Rush Limbaugh: An Army of One


Ze'ev Chafets - 2010
    For Zev Chafets, it was in a car in Detroit, driving down Woodward Avenue. Limbaugh's braggadocio, the outrageous satire, the slaughtering of liberal sacred cows performed with the verve of a rock-n-roll DJ-it seemed fresh, funny and completely subversive. "They're never going to let this guy stay on the air," he thought. Almost two decades later Chafets met Rush for the first time, at Limbaugh's rarely visited "Southern Command." They spent hours together talking on the record about politics, sports, music, show business, religion and modern American history. Rush opened his home and his world, introducing Chafets to his family, closest friends, even his psychologist. The result was an acclaimed cover-story profile of Limbaugh in The New York Times Magazine. But there was much more to say, especially after Limbaugh became Public Enemy Number One of the Obama Administration. At first Limbaugh resisted the idea of a full-length portrait, but he eventually invited Chafets back to Florida and exchanged more than a hundred emails full of his personal history, thoughts, fears and ambitions. What has emerged is an uniquely personal look at the man who is not only the most popular voice on the radio, but the leader of the conservative movement and one of the most influential figures in the Republican Party. While Limbaugh's public persona is instantly recognizable, his background and private life are often misunderstood.
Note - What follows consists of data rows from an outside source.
// This Source Code Form is subject to the terms of the Mozilla Public
// License, v. 2.0. If a copy of the MPL was not distributed with this
// file, You can obtain one at https://mozilla.org/MPL/2.0/.

//! Sleeve-Lite CLI - place MEP openings for a JSON scenario.
//!
//! Usage:
//!   sleeve-lite <scenario.json> [--pretty] [--parallel] [--output <file>]
//!
//! Engine settings come from `SLEEVE_*` environment variables, log filtering
//! from `RUST_LOG`.

mod config;
mod scenario;

use anyhow::{Context, Result};
use config::Config;
use scenario::Scenario;
use serde::Serialize;
use sleeve_lite_engine::{
    CommandOutcome, EngineConfig, PlaceOpeningCommand, PlacementEngine, PresetSelection,
};
use std::env;
use std::path::PathBuf;

/// The conduit/host pair a report line was requested for
#[derive(Serialize)]
struct Request {
    conduit: u32,
    host: String,
}

/// One line of the report
#[derive(Serialize)]
struct PlacementResult {
    request: Request,
    #[serde(flatten)]
    outcome: CommandOutcome,
}

#[derive(Serialize)]
struct Report {
    scenario: String,
    placed: usize,
    failed: usize,
    /// Opening instances in the active document after the run
    openings: usize,
    results: Vec<PlacementResult>,
}

#[derive(Debug, PartialEq)]
struct Args {
    scenario: PathBuf,
    pretty: bool,
    parallel: bool,
    output: Option<PathBuf>,
}

fn main() -> Result<()> {
    tracing_subscriber::fmt()
        .with_env_filter(
            env::var("RUST_LOG").unwrap_or_else(|_| "info,sleeve_lite_engine=debug".into()),
        )
        .with_writer(std::io::stderr)
        .init();

    let config = Config::from_env();
    let Some(args) = parse_args(env::args().skip(1), &config)? else {
        print_usage();
        return Ok(());
    };

    let mut engine_config = EngineConfig::from_env();
    if args.parallel {
        engine_config.parallel_intersections = true;
        rayon::ThreadPoolBuilder::new()
            .num_threads(config.worker_threads)
            .build_global()
            .context("initialising rayon thread pool")?;
    }
    let engine = PlacementEngine::new(engine_config);

    tracing::info!(
        scenario = %args.scenario.display(),
        parallel = engine.config().parallel_intersections,
        min_depth = engine.config().min_depth,
        "Starting Sleeve-Lite"
    );

    let scenario = Scenario::load(&args.scenario)?;
    let report = run(&scenario, &engine)?;
    let json = if args.pretty {
        serde_json::to_string_pretty(&report)?
    } else {
        serde_json::to_string(&report)?
    };

    match &args.output {
        Some(path) => std::fs::write(path, json)
            .with_context(|| format!("writing report to {}", path.display()))?,
        None => println!("{json}"),
    }
    Ok(())
}

/// Run every placement of a scenario against a fresh project
fn run(scenario: &Scenario, engine: &PlacementEngine) -> Result<Report> {
    let mut project = scenario.build_project()?;
    let command = PlaceOpeningCommand::new(engine);

    let mut results = Vec::with_capacity(scenario.placements.len());
    for placement in &scenario.placements {
        let mut selection = PresetSelection::new(placement.conduit(), placement.host());
        let outcome = command.execute(&mut project, &mut selection);
        tracing::info!(
            conduit = placement.conduit,
            host = %placement.host(),
            "{}",
            outcome.status_message()
        );
        results.push(PlacementResult {
            request: Request {
                conduit: placement.conduit,
                host: placement.host().to_string(),
            },
            outcome,
        });
    }

    let placed = results.iter().filter(|r| r.outcome.is_placed()).count();
    Ok(Report {
        scenario: scenario.name.clone(),
        placed,
        failed: results.len() - placed,
        openings: project.active().instance_count(),
        results,
    })
}

/// `None` when usage should be printed instead of running
fn parse_args(args: impl IntoIterator<Item = String>, config: &Config) -> Result<Option<Args>> {
    let mut scenario = config.scenario_path.clone().map(PathBuf::from);
    let mut pretty = config.pretty;
    let mut parallel = false;
    let mut output = None;

    let mut args = args.into_iter();
    while let Some(arg) = args.next() {
        match arg.as_str() {
            "--help" | "-h" => return Ok(None),
            "--pretty" => pretty = true,
            "--parallel" => parallel = true,
            "--output" => {
                let path = args.next().context("--output needs a file path")?;
                output = Some(PathBuf::from(path));
            }
            other if other.starts_with("--") => {
                anyhow::bail!("unknown option: {other}");
            }
            path => scenario = Some(PathBuf::from(path)),
        }
    }

    Ok(scenario.map(|scenario| Args {
        scenario,
        pretty,
        parallel,
        output,
    }))
}

fn print_usage() {
    eprintln!("Usage: sleeve-lite <scenario.json> [options]");
    eprintln!();
    eprintln!("Options:");
    eprintln!("  --pretty           Pretty-print the JSON report");
    eprintln!("  --parallel         Intersect solid pairs on a thread pool");
    eprintln!("  --output <file>    Write the report to a file instead of stdout");
    eprintln!();
    eprintln!("Environment:");
    eprintln!("  SLEEVE_MIN_DEPTH_MM, SLEEVE_DEFAULT_DEPTH_MM, SLEEVE_AXIS_THRESHOLD,");
    eprintln!("  SLEEVE_ANGLE_OFFSET_DEG, SLEEVE_VOLUME_EPSILON, SLEEVE_PARALLEL,");
    eprintln!("  SLEEVE_ROUND_FAMILY/TYPE, SLEEVE_RECT_FAMILY/TYPE, WORKER_THREADS, RUST_LOG");
}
Even devoted Dittoheads will find there's a lot they don't know about the self-described "harmless little fuzzball" who has, over the years, taken on the giants of the mainstream media and the Democratic Party-from Bill and Hillary Clinton to Barack Obama-with "half his brain tied behind his back, just to make it fair." Chafets paints a compelling portrait of Limbaugh as a master entertainer, a public intellectual, a political force, and a fascinating man.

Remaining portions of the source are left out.